With vlogs and cinematography grasping the attention day by day, it’s no wonder that drones have turned out to be popular among youths. Depending on the intent and purpose for why you may want one the prices differ. But for the worse, there’s no denying that with drone laws getting stiff and considering how expensive drones are in Nepal, they are still way out of reach from the masses. But, what if drones were made in Nepal? Wouldn’t it be cool?
Although consumer drones aren’t made in Nepal, a boy’s passion for drones turned him into a ‘custom drone’ geek. Sishir Subedi, a student taking a gap year after his higher secondary schooling opted to experiment around with the process by which drones were made. He said, “I first started with building FPV racing drones, and just like with anyone of us I didn’t get it for the first time”. Fast forward to today’s date and he’s taking orders for custom drones via quadcoptersnp.com with prices starting from NPR 30,000 going all the way up to NPR 1,50,000, which at first glance may seem expensive but once you compare it with other options available, you’ll know the difference.
Sure, custom drones aren’t aesthetically up to the mark and are for niche users with a specific purpose, but the customization options and possibilities that you get with custom drones are endless over consumer drones. And that’s the main game-changer. From the size of the drone to the camera mounted on the drone, everything is for you to pick and can be tailored to your requirements. At the same time, this also makes repairs much easier.
On being asked what his further plans were, he said: “I incline towards technology so I’m looking to pursue IT while working on my passion, i.e. drones, simultaneously”. All his research were via the internet, “that’s how I taught myself and this is where I learned about creating a website for showcasing my drones” he further added.
Furthermore, he has been putting more emphasis on conducting workshops on how individual parts work and how they contribute to the performance of the drone. He tutors how to assemble and customize drones to your liking, including the frequency at which the remote communicates with the drone. Sishir says, “The drones that I have assembled are remotely operated and runs at 2.4GHz frequency”. With workshops going on well he has also started importing electronics from Banggood, an online shopping site based in China. That is where he gets his drone parts from.

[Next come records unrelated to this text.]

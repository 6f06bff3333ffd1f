//! Security data model: permissions, grants, risk levels, classifications.

use chrono::{DateTime, Utc};
use serde::{Deserialize, Serialize};

#[derive(Debug, Clone, Copy, PartialEq, Eq, PartialOrd, Ord, Serialize, Deserialize, Default)]
#[serde(rename_all = "lowercase")]
pub enum RiskLevel {
    #[default]
    Low,
    Medium,
    High,
    Critical,
}

impl RiskLevel {
    pub fn as_str(&self) -> &'static str {
        match self {
            RiskLevel::Low => "low",
            RiskLevel::Medium => "medium",
            RiskLevel::High => "high",
            RiskLevel::Critical => "critical",
        }
    }
}

impl std::fmt::Display for RiskLevel {
    fn fmt(&self, f: &mut std::fmt::Formatter<'_>) -> std::fmt::Result {
        f.write_str(self.as_str())
    }
}

impl std::str::FromStr for RiskLevel {
    type Err = String;

    fn from_str(s: &str) -> Result<Self, Self::Err> {
        match s.to_ascii_lowercase().as_str() {
            "low" => Ok(RiskLevel::Low),
            "medium" => Ok(RiskLevel::Medium),
            "high" => Ok(RiskLevel::High),
            "critical" => Ok(RiskLevel::Critical),
            other => Err(format!("unknown risk level '{other}'")),
        }
    }
}

/// How data handled by an action is classified, declared per action in the
/// module manifest and consumed by audit logging.
#[derive(Debug, Clone, Copy, PartialEq, Eq, Serialize, Deserialize, Default)]
#[serde(rename_all = "lowercase")]
pub enum DataClassification {
    #[default]
    Public,
    Internal,
    Sensitive,
    Secret,
}

/// How much audit detail an action's outcome is recorded with.
#[derive(Debug, Clone, Copy, PartialEq, Eq, Serialize, Deserialize, Default)]
#[serde(rename_all = "lowercase")]
pub enum AuditLevel {
    None,
    #[default]
    Basic,
    Full,
}

#[derive(Debug, Clone, Copy, PartialEq, Eq, Serialize, Deserialize)]
#[serde(rename_all = "lowercase")]
pub enum PermissionScope {
    /// Dies with the daemon process.
    Session,
    /// Persisted across restarts.
    Permanent,
}

/// A grant authorising one module to exercise one dotted permission id
/// (e.g. `filesystem.write`).
#[derive(Debug, Clone, PartialEq, Serialize, Deserialize)]
pub struct PermissionGrant {
    pub permission_id: String,
    pub module_id: String,
    pub scope: PermissionScope,
    pub granted_at: DateTime<Utc>,
    #[serde(default, skip_serializing_if = "Option::is_none")]
    pub expires_at: Option<DateTime<Utc>>,
    #[serde(default)]
    pub risk_level: RiskLevel,
}

impl PermissionGrant {
    pub fn session(permission_id: &str, module_id: &str, risk_level: RiskLevel) -> Self {
        Self {
            permission_id: permission_id.to_string(),
            module_id: module_id.to_string(),
            scope: PermissionScope::Session,
            granted_at: Utc::now(),
            expires_at: None,
            risk_level,
        }
    }

    pub fn permanent(permission_id: &str, module_id: &str, risk_level: RiskLevel) -> Self {
        Self {
            scope: PermissionScope::Permanent,
            ..Self::session(permission_id, module_id, risk_level)
        }
    }

    pub fn with_expiry(mut self, expires_at: DateTime<Utc>) -> Self {
        self.expires_at = Some(expires_at);
        self
    }

    pub fn is_expired(&self) -> bool {
        self.expires_at.map(|t| Utc::now() > t).unwrap_or(false)
    }

    /// Composite key the store indexes on.
    pub fn key(&self) -> String {
        grant_key(&self.permission_id, &self.module_id)
    }
}

pub fn grant_key(permission_id: &str, module_id: &str) -> String {
    format!("{module_id}::{permission_id}")
}

#[cfg(test)]
mod tests {
    use super::*;

    #[test]
    fn risk_level_ordering() {
        assert!(RiskLevel::Low < RiskLevel::Medium);
        assert!(RiskLevel::High < RiskLevel::Critical);
    }

    #[test]
    fn grant_expiry() {
        let grant = PermissionGrant::session("filesystem.write", "filesystem", RiskLevel::High);
        assert!(!grant.is_expired());
        let expired = grant.with_expiry(Utc::now() - chrono::Duration::seconds(1));
        assert!(expired.is_expired());
    }

    #[test]
    fn risk_level_parses() {
        assert_eq!("critical".parse::<RiskLevel>().unwrap(), RiskLevel::Critical);
        assert!("apocalyptic".parse::<RiskLevel>().is_err());
    }
}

Quadcopters Nepal; the name is yet to be reckoned by masses but the project in and on itself has got a lot of potentials. The enthusiasm and usage of drones are still in its infancy but surely they are bound to be everyone’s favorite piece of tech in coming years. To say the least, a startup owned and created out of a teenager’s passion sets an ideal for many of us and also shows Nepali youths’ growing influence towards drones and technology in general.